> **EXERCISE PROMPT**: Provide only the number of lines in the records below that include "wValidBitsPerSample".

════

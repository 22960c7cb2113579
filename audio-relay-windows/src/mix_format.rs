//! `WAVEFORMATEX` / `WAVEFORMATEXTENSIBLE` conversion.

use std::mem::size_of;

use windows::core::GUID;
use windows::Win32::Media::Audio::{IAudioClient, WAVEFORMATEX, WAVEFORMATEXTENSIBLE, WAVEFORMATEXTENSIBLE_0};
use windows::Win32::System::Com::CoTaskMemFree;

use audio_relay_core::{DeviceId, RelayError, SampleEncoding, StreamFormat};

const WAVE_FORMAT_PCM: u16 = 0x0001;
const WAVE_FORMAT_IEEE_FLOAT: u16 = 0x0003;
const WAVE_FORMAT_EXTENSIBLE: u16 = 0xFFFE;

const KSDATAFORMAT_SUBTYPE_PCM: GUID = GUID::from_u128(0x00000001_0000_0010_8000_00aa00389b71);
const KSDATAFORMAT_SUBTYPE_IEEE_FLOAT: GUID = GUID::from_u128(0x00000003_0000_0010_8000_00aa00389b71);

/// The mix format returned by `IAudioClient::GetMixFormat`, freed on drop.
pub(crate) struct MixFormat {
    ptr: *mut WAVEFORMATEX,
}

impl MixFormat {
    pub(crate) fn query(client: &IAudioClient, device: &DeviceId) -> Result<Self, RelayError> {
        let ptr = unsafe { client.GetMixFormat() }
            .map_err(|e| RelayError::activation(device, format!("GetMixFormat failed: {}", e)))?;
        Ok(Self { ptr })
    }

    pub(crate) fn as_ptr(&self) -> *const WAVEFORMATEX {
        self.ptr
    }

    /// Describe the mix format, rejecting encodings the relay cannot copy.
    pub(crate) fn to_stream_format(&self, device: &DeviceId) -> Result<StreamFormat, RelayError> {
        // SAFETY: `ptr` came from GetMixFormat and is valid until drop. The
        // extensible tail is present exactly when the tag says so.
        let base = unsafe { std::ptr::read_unaligned(self.ptr) };
        let extensible = if base.wFormatTag == WAVE_FORMAT_EXTENSIBLE {
            Some(unsafe { std::ptr::read_unaligned(self.ptr as *const WAVEFORMATEXTENSIBLE) })
        } else {
            None
        };
        stream_format_from(&base, extensible.as_ref())
            .map_err(|reason| RelayError::activation(device, reason))
    }
}

impl Drop for MixFormat {
    fn drop(&mut self) {
        unsafe {
            CoTaskMemFree(Some(self.ptr as *const _));
        }
    }
}

fn stream_format_from(
    base: &WAVEFORMATEX,
    extensible: Option<&WAVEFORMATEXTENSIBLE>,
) -> Result<StreamFormat, String> {
    let bits_per_sample = base.wBitsPerSample;
    let (encoding, valid_bits_per_sample, channel_mask) = match (base.wFormatTag, extensible) {
        (WAVE_FORMAT_IEEE_FLOAT, _) => (SampleEncoding::Float, bits_per_sample, 0),
        (WAVE_FORMAT_PCM, _) => (SampleEncoding::Pcm, bits_per_sample, 0),
        (WAVE_FORMAT_EXTENSIBLE, Some(ext)) => {
            let sub_format = ext.SubFormat;
            let encoding = if sub_format == KSDATAFORMAT_SUBTYPE_IEEE_FLOAT {
                SampleEncoding::Float
            } else if sub_format == KSDATAFORMAT_SUBTYPE_PCM {
                SampleEncoding::Pcm
            } else {
                return Err(format!("unsupported mix subformat {:?}", sub_format));
            };
            let valid = unsafe { ext.Samples.wValidBitsPerSample };
            (encoding, valid, ext.dwChannelMask)
        }
        (tag, _) => return Err(format!("unsupported mix format tag {:#06x}", tag)),
    };

    Ok(StreamFormat {
        sample_rate: base.nSamplesPerSec,
        channels: base.nChannels,
        bits_per_sample,
        valid_bits_per_sample,
        channel_mask,
        encoding,
    })
}

/// Build the extensible descriptor render clients are initialized with.
pub(crate) fn wave_format_for(format: &StreamFormat) -> WAVEFORMATEXTENSIBLE {
    let sub_format = match format.encoding {
        SampleEncoding::Float => KSDATAFORMAT_SUBTYPE_IEEE_FLOAT,
        SampleEncoding::Pcm => KSDATAFORMAT_SUBTYPE_PCM,
    };
    WAVEFORMATEXTENSIBLE {
        Format: WAVEFORMATEX {
            wFormatTag: WAVE_FORMAT_EXTENSIBLE,
            nChannels: format.channels,
            nSamplesPerSec: format.sample_rate,
            nAvgBytesPerSec: format.bytes_per_second() as u32,
            nBlockAlign: format.block_align() as u16,
            wBitsPerSample: format.bits_per_sample,
            cbSize: (size_of::<WAVEFORMATEXTENSIBLE>() - size_of::<WAVEFORMATEX>()) as u16,
        },
        Samples: WAVEFORMATEXTENSIBLE_0 {
            wValidBitsPerSample: format.valid_bits_per_sample,
        },
        dwChannelMask: format.channel_mask,
        SubFormat: sub_format,
    }
}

════

> **REPLY TO THE EXERCISE**: 2